Since Donald Trump revealed key details behind his proposal to deal with illegal immigration from Mexico by building a wall along America’s southern border, I’ve been waiting for the critics to make abundantly clear why the plan is nuts. Judging from recent attacks from Mexico and in The New York Times, it looks like the wait will be lengthy.
The looniest claim by far is that Mexico would launch a “trade war” with the United States if the Republican front-runner won the White House and used tariffs on Mexico’s exports to the United States to fund the project. This prospect has been raised by no less than former Mexican President Vicente Fox, who told the Associated Press, “Let’s suppose he establishes tariffs, just imagine. We put tariffs on the (hundreds of billions of) dollars that the United States sells to Mexico.’’
It seems that in his golden years, Fox has forgotten that the United States buys nearly 80 percent of Mexico’s exports annually. So that export-dependent economy is going to antagonize its best customer by far? And at a time when sluggish world growth means that no other markets could possibly substitute for America’s? Rotsaruck with that.
Fox also ignores the huge share of U.S. goods exports to Mexico (at least half in 2015) that consists of capital equipment and various other industrial inputs – i.e., the building blocks of Mexico’s export-focused manufacturing base. Talk about cutting off one’s nose, etc. And although it’s true that Mexico could find other suppliers, its own demand for such machinery, equipment, and materials would practically vanish if its access to the U.S. market was lost or greatly reduced.
Equally silly was the op-ed in yesterday’s Times by Williams College economist Will Olney, who argued that if America could overcome the (formidable) legal, financial, and logistical obstacles to financing the wall a la Trump, the plan could harm the United States as much as Mexico. Unfortunately, the two main reasons he provided hold no water.
First, according to Olney, paying for the wall by effectively halting Mexican immigrants’ remittances back home could prevent these immigrants from helping their relatives “invest in education, start businesses and get out of poverty.” As a result, “withholding this money may actually encourage immigration to the United States.” But what seems to have slipped Olney’s mind is that regardless of more adverse economic conditions in Mexico, migrant flows from south of the border logically wouldn’t change once the wall was built because migrants would…face a wall.

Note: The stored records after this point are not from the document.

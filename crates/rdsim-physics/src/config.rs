//! Engine configuration.

use rdsim_model::DEFAULT_MAX_LINKS;
use serde::{Deserialize, Serialize};

use crate::error::{PhysicsError, Result};

/// Default physics time step (seconds).
pub const DEFAULT_TIME_STEP: f32 = 1.0 / 240.0;

/// Tunables for a [`crate::SimulationEngine`].
#[derive(Debug, Clone, PartialEq, Serialize, Deserialize)]
#[serde(default)]
pub struct EngineConfig {
    /// Step size used by [`crate::SimulationEngine::step_default`].
    pub time_step: f32,
    /// Gravity acceleration (m/s²).
    pub gravity: [f32; 3],
    /// Maximum number of live robots and props combined.
    pub max_instances: usize,
    /// Maximum number of links in one robot.
    pub max_links: usize,
    /// Hinge motor stiffness used for position targets.
    pub motor_stiffness: f32,
    /// Hinge motor damping used for position targets.
    pub motor_damping: f32,
    /// Maximum hinge motor torque (Nm).
    pub max_motor_force: f32,
}

impl Default for EngineConfig {
    fn default() -> Self {
        Self {
            time_step: DEFAULT_TIME_STEP,
            gravity: [0.0, -9.81, 0.0],
            max_instances: 256,
            max_links: DEFAULT_MAX_LINKS,
            motor_stiffness: 1000.0,
            motor_damping: 100.0,
            max_motor_force: 1000.0,
        }
    }
}

impl EngineConfig {
    /// Validate configuration.
    pub fn validate(&self) -> Result<()> {
        if !(self.time_step.is_finite() && self.time_step > 0.0) {
            return Err(PhysicsError::InvalidConfig(format!(
                "time_step must be positive, got {}",
                self.time_step
            )));
        }
        if !self.gravity.iter().all(|g| g.is_finite()) {
            return Err(PhysicsError::InvalidConfig("gravity must be finite".into()));
        }
        if self.max_instances == 0 {
            return Err(PhysicsError::InvalidConfig(
                "max_instances must be at least 1".into(),
            ));
        }
        if self.max_links == 0 {
            return Err(PhysicsError::InvalidConfig(
                "max_links must be at least 1".into(),
            ));
        }
        let motor = [self.motor_stiffness, self.motor_damping, self.max_motor_force];
        if !motor.iter().all(|m| m.is_finite() && *m >= 0.0) {
            return Err(PhysicsError::InvalidConfig(
                "motor parameters must be finite and non-negative".into(),
            ));
        }
        Ok(())
    }
}
//! HTTP middleware: CORS and security headers.
//!
//! ```ignore
//! use axum_helpers::http::{create_permissive_cors_layer, security_headers};
//!
//! let app = Router::new()
//!     .layer(axum::middleware::from_fn(security_headers))
//!     .layer(create_permissive_cors_layer());
//! ```

pub mod cors;
pub mod security;

pub use cors::create_permissive_cors_layer;
pub use security::security_headers;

Olney would have been better advised to note that bigger migration flows could be expected while the wall was still incomplete. But there’s a fly in this ointment, too: Even though Mexicans have been streaming to the United States legally and illegally for many years, and sending money back home, the impact on Mexican poverty seems unimpressive. For half the country’s population is still classified as poor.
More nonsensical is Olney’s claim that “Banning remittances could also reduce incentives for the best and brightest immigrants to come to the United States. Without the opportunity to provide for their family and friends back home, many talented immigrants might choose to move elsewhere. “ But no one is talking about banning or curbing remittances to any country other than Mexico. And there’s no shortage of the best and the brightest from elsewhere knocking – legally – on America’s door.
Moreover, even remittances to Mexico wouldn’t be banned forever, or even for very long. Under Trump’s plan – which calls for banning remittances only from illegal U.S. residents from Mexico – all restrictions would be lifted once a “one-time payment of $5-$10 billion” to finance wall construction is made by Mexico’s government.
Trump’s wall-financing proposal may indeed founder on many of the aforementioned legal, financial, and logistical obstacles – like keeping track of wired money transfers, and distinguishing between those that will be permitted those singled out for blocking. And the wall itself may prove unfeasible for similar reasons. But it’s also quite possible that these barriers can be overcome – and that Trump’s critics don’t mainly object to the wall because it can’t work, but because it can.